**What this task involves**
Scan the data for "None" and copy each matching line.

(Stored data)
+++

use std::collections::HashMap;

use tracing::debug;

use crate::error::{Phase, StaticError};
use crate::expr;
use crate::value;

/// Resolved scope distance for every local variable reference, keyed by the
/// referencing node. Absent entries are globals.
pub type Locals = HashMap<expr::ExprId, usize>;

#[derive(Debug, Copy, Clone, Eq, PartialEq)]
enum FunctionKind {
    None,
    Function,
    Initializer,
    Method,
}

#[derive(Debug, Copy, Clone, Eq, PartialEq)]
enum ClassKind {
    None,
    Class,
    Subclass,
}

#[derive(Debug, Copy, Clone, Eq, PartialEq)]
enum VarState {
    Declared,
    Defined,
}

struct Resolver {
    scopes: Vec<HashMap<String, VarState>>,
    locals: Locals,
    errors: Vec<StaticError>,
    current_function: FunctionKind,
    current_class: ClassKind,
    in_loop: bool,
}

/// Computes resolution distances for a parsed program and checks the rules
/// that can be enforced without running it. All diagnostics are collected;
/// the program must not run if any are returned.
pub fn resolve(stmts: &[expr::Stmt]) -> (Locals, Vec<StaticError>) {
    let mut resolver = Resolver {
        scopes: Vec::new(),
        locals: HashMap::new(),
        errors: Vec::new(),
        current_function: FunctionKind::None,
        current_class: ClassKind::None,
        in_loop: false,
    };

    resolver.resolve_stmts(stmts);

    debug!(
        locals = resolver.locals.len(),
        errors = resolver.errors.len(),
        "resolved program"
    );

    (resolver.locals, resolver.errors)
}

impl Resolver {
    fn resolve_stmts(&mut self, stmts: &[expr::Stmt]) {
        for stmt in stmts {
            self.resolve_stmt(stmt);
        }
    }

    fn resolve_stmt(&mut self, stmt: &expr::Stmt) {
        match stmt {
            expr::Stmt::Expr(e) => self.resolve_expr(e),
            expr::Stmt::Print(_, e) => self.resolve_expr(e),
            expr::Stmt::VarDecl(sym, maybe_init) => {
                self.declare(sym);
                if let Some(init) = maybe_init {
                    self.resolve_expr(init);
                }
                self.define(sym);
            }
            expr::Stmt::Block(stmts) => {
                self.begin_scope();
                self.resolve_stmts(stmts);
                self.end_scope();
            }
            expr::Stmt::If(cond, then_branch, maybe_else) => {
                self.resolve_expr(cond);
                self.resolve_stmt(then_branch);
                if let Some(else_branch) = maybe_else {
                    self.resolve_stmt(else_branch);
                }
            }
            expr::Stmt::While(cond, body) => {
                self.resolve_expr(cond);
                let enclosing_in_loop = self.in_loop;
                self.in_loop = true;
                self.resolve_stmt(body);
                self.in_loop = enclosing_in_loop;
            }
            expr::Stmt::Break(loc) => {
                if !self.in_loop {
                    self.error(loc.line, loc.col, "'break'", "Can't break if not inside a loop.");
                }
            }
            expr::Stmt::Return(loc, maybe_val) => {
                if self.current_function == FunctionKind::None {
                    self.error(loc.line, loc.col, "'return'", "Can't return from top-level code.");
                }
                if let Some(val) = maybe_val {
                    if self.current_function == FunctionKind::Initializer {
                        self.error(
                            loc.line,
                            loc.col,
                            "'return'",
                            "Can't return a value from an initializer.",
                        );
                    }
                    self.resolve_expr(val);
                }
            }
            expr::Stmt::FunDecl(decl) => {
                self.declare(&decl.name);
                self.define(&decl.name);
                self.resolve_function(decl, FunctionKind::Function);
            }
            expr::Stmt::ClassDecl(decl) => self.resolve_class(decl),
        }
    }

    fn resolve_class(&mut self, decl: &expr::ClassDecl) {
        let enclosing_class = self.current_class;
        self.current_class = ClassKind::Class;

        self.declare(&decl.name);
        self.define(&decl.name);

        if let Some(superclass) = &decl.superclass {
            if let expr::Expr::Variable(_, superclass_sym) = superclass {
                if superclass_sym.name == decl.name.name {
                    self.error(
                        superclass_sym.line,
                        superclass_sym.col,
                        &format!("'{}'", superclass_sym.name),
                        "A class can't inherit from itself.",
                    );
                }
            }
            self.current_class = ClassKind::Subclass;
            self.resolve_expr(superclass);

            self.begin_scope();
            self.mark_defined(value::SUPER);
        }

        self.begin_scope();
        self.mark_defined(value::THIS);

        for method in &decl.methods {
            let kind = if method.name.name == value::INIT {
                FunctionKind::Initializer
            } else {
                FunctionKind::Method
            };
            self.resolve_function(method, kind);
        }

        self.end_scope();

        if decl.superclass.is_some() {
            self.end_scope();
        }

        self.current_class = enclosing_class;
    }

    fn resolve_function(&mut self, decl: &expr::FunDecl, kind: FunctionKind) {
        let enclosing_function = self.current_function;
        let enclosing_in_loop = self.in_loop;
        self.current_function = kind;
        self.in_loop = false;

        self.begin_scope();
        for param in &decl.params {
            self.declare(param);
            self.define(param);
        }
        self.resolve_stmts(&decl.body);
        self.end_scope();

        self.current_function = enclosing_function;
        self.in_loop = enclosing_in_loop;
    }

    fn resolve_expr(&mut self, e: &expr::Expr) {
        match e {
            expr::Expr::Literal(_) => {}
            expr::Expr::Unary(_, operand) => self.resolve_expr(operand),
            expr::Expr::Binary(lhs, _, rhs) | expr::Expr::Logical(lhs, _, rhs) => {
                self.resolve_expr(lhs);
                self.resolve_expr(rhs);
            }
            expr::Expr::Ternary(cond, _, then_branch, else_branch) => {
                self.resolve_expr(cond);
                self.resolve_expr(then_branch);
                self.resolve_expr(else_branch);
            }
            expr::Expr::Call(callee, _, args) => {
                self.resolve_expr(callee);
                for arg in args {
                    self.resolve_expr(arg);
                }
            }
            expr::Expr::Get(object, _) => self.resolve_expr(object),
            expr::Expr::Set(object, _, val) => {
                self.resolve_expr(val);
                self.resolve_expr(object);
            }
            expr::Expr::Grouping(inner) => self.resolve_expr(inner),
            expr::Expr::Variable(id, sym) => {
                let self_reference = matches!(
                    self.scopes.last().and_then(|scope| scope.get(&sym.name)),
                    Some(VarState::Declared)
                );
                if self_reference {
                    self.error(
                        sym.line,
                        sym.col,
                        &format!("'{}'", sym.name),
                        "Can't read local variable in its own initializer.",
                    );
                }
                self.resolve_local(*id, &sym.name);
            }
            expr::Expr::Assign(id, sym, val) => {
                self.resolve_expr(val);
                self.resolve_local(*id, &sym.name);
            }
            expr::Expr::This(id, loc) => {
                if self.current_class == ClassKind::None {
                    self.error(loc.line, loc.col, "'this'", "Can't use 'this' outside of a class.");
                    return;
                }
                self.resolve_local(*id, value::THIS);
            }
            expr::Expr::Super(id, loc, _) => {
                match self.current_class {
                    ClassKind::None => self.error(
                        loc.line,
                        loc.col,
                        "'super'",
                        "Can't use 'super' outside of a class.",
                    ),
                    ClassKind::Class => self.error(
                        loc.line,
                        loc.col,
                        "'super'",
                        "Can't use 'super' in a class with no superclass.",
                    ),
                    ClassKind::Subclass => self.resolve_local(*id, value::SUPER),
                }
            }
        }
    }

    fn resolve_local(&mut self, id: expr::ExprId, name: &str) {
        for (hops, scope) in self.scopes.iter().rev().enumerate() {
            if scope.contains_key(name) {
                self.locals.insert(id, hops);
                return;
            }
        }
    }

    fn begin_scope(&mut self) {
        self.scopes.push(HashMap::new());
    }

    fn end_scope(&mut self) {
        self.scopes.pop();
    }

    fn declare(&mut self, sym: &expr::Symbol) {
        let duplicate = match self.scopes.last() {
            Some(scope) => scope.contains_key(&sym.name),
            None => return,
        };

        if duplicate {
            self.error(
                sym.line,
                sym.col,
                &format!("'{}'", sym.name),
                "Already a variable with this name in this scope.",
            );
        }

        if let Some(scope) = self.scopes.last_mut() {
            scope.insert(sym.name.clone(), VarState::Declared);
        }
    }

    fn define(&mut self, sym: &expr::Symbol) {
        self.mark_defined(&sym.name);
    }

    fn mark_defined(&mut self, name: &str) {
        if let Some(scope) = self.scopes.last_mut() {
            scope.insert(name.to_string(), VarState::Defined);
        }
    }

    fn error(&mut self, line: usize, col: i64, lexeme: &str, message: &str) {
        self.errors.push(StaticError {
            phase: Phase::Resolve,
            line,
            col,
            location: format!(" at {}", lexeme),
            message: message.to_string(),
        });
    }
}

+++

**Response area**
    None,
    None,
        current_function: FunctionKind::None,
        current_class: ClassKind::None,
                if self.current_function == FunctionKind::None {
                if self.current_class == ClassKind::None {
                    ClassKind::None => self.error(
            None => return,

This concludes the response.